Stored data entries
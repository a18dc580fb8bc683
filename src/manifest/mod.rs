//! Native-extension manifests and the descriptors resolved from them.
//!
//! A package declares itself a native extension by shipping a `fwbundle.json` manifest
//! in its root:
//!
//! ```json
//! {
//!   "name": "ble",
//!   "source": ["native", "vendor/nrf"],
//!   "setup": "ble_setup"
//! }
//! ```
//!
//! `name` and `source` are required. Every other field is opaque to fwbundle and is
//! carried through as [`ExtensionDescriptor::raw_config`] for the templates.
//!
//! Resolution ([`resolve_manifest`]) turns a located manifest into an
//! [`ExtensionDescriptor`] whose source directories are absolute and use `/` on every
//! host. Aggregation ([`ExtensionSet`]) merges descriptors and rejects duplicate names.

mod aggregate;

pub use aggregate::ExtensionSet;

use anyhow::Result;
use serde::{Deserialize, Serialize};
use serde_json::{Map, Value};
use std::path::Path;

use crate::core::FwError;
use crate::discovery::ManifestLocation;
use crate::utils::{join_normalized, normalize_path_for_storage};

/// A native extension ready to be compiled into the firmware.
#[derive(Debug, Clone, PartialEq, Serialize, Deserialize)]
pub struct ExtensionDescriptor {
    /// Extension name from the manifest; unique within an [`ExtensionSet`].
    pub name: String,

    /// Absolute source directories, `/`-separated, in manifest order.
    pub source_dirs: Vec<String>,

    /// The full parsed manifest.
    #[serde(rename = "config")]
    pub raw_config: Map<String, Value>,

    /// Directory owning the manifest, `/`-separated.
    pub owner: String,
}

/// Loads the manifest at `location` and resolves it into an [`ExtensionDescriptor`].
///
/// # Errors
///
/// - [`FwError::ManifestReadError`] if the file cannot be read
/// - [`FwError::InvalidManifest`] if it is not a JSON object with a non-empty `name`
///   string and a non-empty `source` array of strings, or if the optional `setup` and
///   `header` are not strings (`setup` must also be non-empty)
pub fn resolve_manifest(location: &ManifestLocation) -> Result<ExtensionDescriptor, FwError> {
    let content = std::fs::read_to_string(&location.manifest_path).map_err(|e| {
        FwError::ManifestReadError {
            path: location.manifest_path.display().to_string(),
            reason: e.to_string(),
        }
    })?;

    parse_manifest(&content, &location.manifest_path, &location.owner_path)
}

/// Parses manifest `content` and resolves its sources against `owner_path`.
pub fn parse_manifest(
    content: &str,
    manifest_path: &Path,
    owner_path: &Path,
) -> Result<ExtensionDescriptor, FwError> {
    let invalid = |reason: String| FwError::InvalidManifest {
        path: manifest_path.display().to_string(),
        reason,
    };

    let value: Value =
        serde_json::from_str(content).map_err(|e| invalid(format!("not valid JSON: {e}")))?;
    let Value::Object(raw_config) = value else {
        return Err(invalid("expected a JSON object".to_string()));
    };

    let name = match raw_config.get("name") {
        Some(Value::String(name)) if !name.trim().is_empty() => name.clone(),
        Some(Value::String(_)) => return Err(invalid("\"name\" is empty".to_string())),
        Some(_) => return Err(invalid("\"name\" must be a string".to_string())),
        None => return Err(invalid("missing required field \"name\"".to_string())),
    };

    let sources = match raw_config.get("source") {
        Some(Value::Array(entries)) if !entries.is_empty() => entries,
        Some(Value::Array(_)) => return Err(invalid("\"source\" is empty".to_string())),
        Some(_) => return Err(invalid("\"source\" must be an array of paths".to_string())),
        None => return Err(invalid("missing required field \"source\"".to_string())),
    };

    match raw_config.get("setup") {
        Some(Value::String(setup)) if setup.trim().is_empty() => {
            return Err(invalid("\"setup\" is empty".to_string()));
        }
        Some(Value::String(_)) | None => {}
        Some(_) => return Err(invalid("\"setup\" must be a string".to_string())),
    }
    if raw_config.get("header").is_some_and(|header| !header.is_string()) {
        return Err(invalid("\"header\" must be a string".to_string()));
    }

    let owner = normalize_path_for_storage(owner_path);
    let mut source_dirs = Vec::with_capacity(sources.len());
    for entry in sources {
        match entry {
            Value::String(dir) if !dir.trim().is_empty() => {
                if Path::new(dir).is_absolute() || dir.starts_with('/') || dir.starts_with('\\') {
                    return Err(invalid(format!("source entry '{dir}' must be relative")));
                }
                source_dirs.push(join_normalized(&owner, dir));
            }
            other => {
                return Err(invalid(format!("source entry {other} is not a non-empty string")));
            }
        }
    }

    tracing::debug!(target: "discovery", "Resolved extension '{}' with {} source dir(s)", name, source_dirs.len());

    Ok(ExtensionDescriptor {
        name,
        source_dirs,
        raw_config,
        owner,
    })
}
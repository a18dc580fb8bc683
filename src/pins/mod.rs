//! Pin-table parsing.
//!
//! The pin generator writes one declaration per line:
//!
//! ```text
//! var LED1 = 0x1234;
//! var SW2 = 12;
//! ```
//!
//! A line is kept when splitting it on single spaces yields exactly four fields; the
//! pin name is the second field and the value is the fourth minus its final character
//! (the terminator). Everything else (comments, blank lines, differently shaped
//! declarations) is skipped.

use serde::{Deserialize, Serialize};
use std::path::Path;

use crate::core::FwError;

/// One named pin and its value, exactly as written by the generator.
#[derive(Debug, Clone, PartialEq, Eq, Serialize, Deserialize)]
pub struct PinEntry {
    pub name: String,
    pub value: String,
}

/// Parses pin declarations, preserving order and duplicates.
pub fn parse_pins(text: &str) -> Vec<PinEntry> {
    text.split('\n')
        .map(|line| line.strip_suffix('\r').unwrap_or(line))
        .filter_map(|line| {
            let fields: Vec<&str> = line.split(' ').collect();
            let [_, name, _, value] = fields.as_slice() else {
                return None;
            };
            let mut value = (*value).to_string();
            value.pop();
            Some(PinEntry {
                name: (*name).to_string(),
                value,
            })
        })
        .collect()
}

/// Reads and parses the pin artifact at `path`.
pub fn load_pins(path: &Path) -> Result<Vec<PinEntry>, FwError> {
    let text = std::fs::read_to_string(path).map_err(|e| FwError::PinReadError {
        path: path.display().to_string(),
        reason: e.to_string(),
    })?;
    let pins = parse_pins(&text);
    tracing::debug!(target: "pins", "Parsed {} pin(s) from {}", pins.len(), path.display());
    Ok(pins)
}
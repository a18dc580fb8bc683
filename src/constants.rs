//! Global constants used throughout the fwbundle codebase.
//!
//! File names that form the contract between build steps live here so the producer and
//! the consumer of an artifact can never disagree on its name.

/// Filename identifying a directory as a native extension.
pub const MANIFEST_FILENAME: &str = "fwbundle.json";

/// Optional project configuration file.
pub const CONFIG_FILENAME: &str = "fwbundle.toml";

/// Package metadata file used for the bundle name and default entry script.
pub const PACKAGE_JSON: &str = "package.json";

/// Directory holding installed packages, relative to the project.
pub const NODE_MODULES_DIR: &str = "node_modules";

/// Default build output directory, relative to the project.
pub const DEFAULT_BUILD_DIR: &str = "build";

/// Subdirectory of the build directory for script-side tool output (pins).
pub const JS_OUT_DIR: &str = "out";

/// Subdirectory of the build directory receiving generated native sources.
pub const SOURCE_OUT_DIR: &str = "source";

/// Subdirectory of the build directory receiving the converter's data segments.
pub const JS_DATA_DIR: &str = "js";

/// Pin artifact written by the pin generator (and ignored by the converter).
pub const PINS_FILENAME: &str = "pins.js";

/// Persisted extension list shared by the discover, codegen and compile steps.
pub const EXTENSIONS_FILENAME: &str = "extensions.json";

/// Captured compiler output.
pub const BUILD_LOG_FILENAME: &str = "build.log";

/// Optional project directory compiled in addition to discovered extensions.
pub const NATIVE_EXTRAS_DIR: &str = "native_extras";

/// Suffix of the bundled script produced by the bundler.
pub const BUNDLE_SUFFIX: &str = ".bundle.min.js";

/// Script runtime checkout, relative to the build directory.
pub const RUNTIME_DIR: &str = "jerryscript";

/// Runtime revision checked out by the default fetch command.
pub const RUNTIME_REVISION: &str = "8ebbfda996cf1dc27b64f84ec9122c19c6fb90f1";

/// Default native toolchain identifier.
pub const DEFAULT_TOOLCHAIN: &str = "GCC_ARM";

/// Environment variable disabling progress spinners.
pub const NO_PROGRESS_ENV: &str = "FWBUNDLE_NO_PROGRESS";

/// Default CPU core count when detection fails.
///
/// Used as a fallback when `std::thread::available_parallelism()` returns an error.
pub const FALLBACK_CORE_COUNT: usize = 4;

/// Default number of scheduler workers: one per core.
pub fn default_max_parallel() -> usize {
    std::thread::available_parallelism().map(std::num::NonZero::get).unwrap_or(FALLBACK_CORE_COUNT)
}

- Problem:
Precisely reproduce the lines of the entries, beginning at the first and ending at the one containing "JSON object with". Add nothing.

- Output below:
repository a18dc580fb8bc683
filename src/manifest/mod.rs
//! Native-extension manifests and the descriptors resolved from them.
//!
//! A package declares itself a native extension by shipping a `fwbundle.json` manifest
//! in its root:
//!
//! ```json
//! {
//!   "name": "ble",
//!   "source": ["native", "vendor/nrf"],
//!   "setup": "ble_setup"
//! }
//! ```
//!
//! `name` and `source` are required. Every other field is opaque to fwbundle and is
//! carried through as [`ExtensionDescriptor::raw_config`] for the templates.
//!
//! Resolution ([`resolve_manifest`]) turns a located manifest into an
//! [`ExtensionDescriptor`] whose source directories are absolute and use `/` on every
//! host. Aggregation ([`ExtensionSet`]) merges descriptors and rejects duplicate names.

mod aggregate;

pub use aggregate::ExtensionSet;

use anyhow::Result;
use serde::{Deserialize, Serialize};
use serde_json::{Map, Value};
use std::path::Path;

use crate::core::FwError;
use crate::discovery::ManifestLocation;
use crate::utils::{join_normalized, normalize_path_for_storage};

/// A native extension ready to be compiled into the firmware.
#[derive(Debug, Clone, PartialEq, Serialize, Deserialize)]
pub struct ExtensionDescriptor {
    /// Extension name from the manifest; unique within an [`ExtensionSet`].
    pub name: String,

    /// Absolute source directories, `/`-separated, in manifest order.
    pub source_dirs: Vec<String>,

    /// The full parsed manifest.
    #[serde(rename = "config")]
    pub raw_config: Map<String, Value>,

    /// Directory owning the manifest, `/`-separated.
    pub owner: String,
}

/// Loads the manifest at `location` and resolves it into an [`ExtensionDescriptor`].
///
/// # Errors
///
/// - [`FwError::ManifestReadError`] if the file cannot be read
/// - [`FwError::InvalidManifest`] if it is not a JSON object with a non-empty `name`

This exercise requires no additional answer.